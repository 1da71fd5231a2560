//! Bulk-index sink: JSON document store plus a search-index upload.
//!
//! Wraps [`JsonSink`] for durability and, after each commit, POSTs the full
//! accumulated collection to the index's batch document endpoint
//! (`/indexes/<name>/documents`, Meilisearch-style). The service acknowledges
//! with an asynchronous task id rather than indexing immediately. A rejected
//! or unreachable index is logged and NOT fatal: the document store is already
//! committed, and the next run re-uploads the whole collection anyway.

use std::path::PathBuf;

use async_trait::async_trait;
use tracing::{info, instrument, warn};

use crate::error::Error;
use crate::models::Article;
use crate::sinks::{JsonSink, Sink};
use crate::utils::truncate_for_log;

/// JSON store + search index upload.
pub struct SearchIndexSink {
    store: JsonSink,
    index_url: String,
    index_name: String,
    client: reqwest::Client,
}

impl SearchIndexSink {
    pub fn new(store_path: impl Into<PathBuf>, index_url: String, index_name: String) -> Self {
        Self {
            store: JsonSink::new(store_path),
            index_url,
            index_name,
            client: reqwest::Client::new(),
        }
    }

    async fn upload(&self, documents: &[Article]) {
        let url = format!(
            "{}/indexes/{}/documents",
            self.index_url.trim_end_matches('/'),
            self.index_name
        );
        let response = match self.client.post(&url).json(documents).send().await {
            Ok(response) => response,
            Err(e) => {
                warn!(%url, error = %e, "Failed to reach search index");
                return;
            }
        };

        let status = response.status();
        let body = response.text().await.unwrap_or_default();
        if status.is_success() {
            let task_uid = serde_json::from_str::<serde_json::Value>(&body)
                .ok()
                .and_then(|v| v.get("taskUid").cloned());
            info!(
                count = documents.len(),
                task_uid = ?task_uid,
                "Submitted documents to search index"
            );
        } else {
            warn!(
                status = status.as_u16(),
                body = %truncate_for_log(&body, 300),
                "Search index rejected document batch"
            );
        }
    }
}

#[async_trait]
impl Sink for SearchIndexSink {
    #[instrument(level = "info", skip_all, fields(index = %self.index_name))]
    async fn commit(&mut self, articles: &[Article]) -> Result<usize, Error> {
        let added = self.store.commit(articles).await?;
        let documents = self.store.load().await;
        self.upload(&documents).await;
        Ok(added)
    }
}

**Work instruction:** Each line of the data must be returned exactly.

**Result:**
repository 1da71fd5231a2560
//! Bulk-index sink: JSON document store plus a search-index upload.
//!
//! Wraps [`JsonSink`] for durability and, after each commit, POSTs the full
//! accumulated collection to the index's batch document endpoint
//! (`/indexes/<name>/documents`, Meilisearch-style). The service acknowledges
//! with an asynchronous task id rather than indexing immediately. A rejected
//! or unreachable index is logged and NOT fatal: the document store is already
//! committed, and the next run re-uploads the whole collection anyway.

use std::path::PathBuf;

use async_trait::async_trait;
use tracing::{info, instrument, warn};

use crate::error::Error;
use crate::models::Article;
use crate::sinks::{JsonSink, Sink};
use crate::utils::truncate_for_log;

/// JSON store + search index upload.
pub struct SearchIndexSink {
    store: JsonSink,
    index_url: String,
    index_name: String,
    client: reqwest::Client,
}

impl SearchIndexSink {
    pub fn new(store_path: impl Into<PathBuf>, index_url: String, index_name: String) -> Self {
        Self {
            store: JsonSink::new(store_path),
            index_url,
            index_name,
            client: reqwest::Client::new(),
        }
    }

    async fn upload(&self, documents: &[Article]) {
        let url = format!(
            "{}/indexes/{}/documents",
            self.index_url.trim_end_matches('/'),
            self.index_name
        );
        let response = match self.client.post(&url).json(documents).send().await {
            Ok(response) => response,
            Err(e) => {
                warn!(%url, error = %e, "Failed to reach search index");
                return;
            }
        };

        let status = response.status();
        let body = response.text().await.unwrap_or_default();
        if status.is_success() {
            let task_uid = serde_json::from_str::<serde_json::Value>(&body)
                .ok()
                .and_then(|v| v.get("taskUid").cloned());
            info!(
                count = documents.len(),
                task_uid = ?task_uid,
                "Submitted documents to search index"
            );
        } else {
            warn!(
                status = status.as_u16(),
                body = %truncate_for_log(&body, 300),
                "Search index rejected document batch"
            );
        }
    }
}

#[async_trait]
impl Sink for SearchIndexSink {
    #[instrument(level = "info", skip_all, fields(index = %self.index_name))]
    async fn commit(&mut self, articles: &[Article]) -> Result<usize, Error> {
        let added = self.store.commit(articles).await?;
        let documents = self.store.load().await;
        self.upload(&documents).await;
        Ok(added)
    }
}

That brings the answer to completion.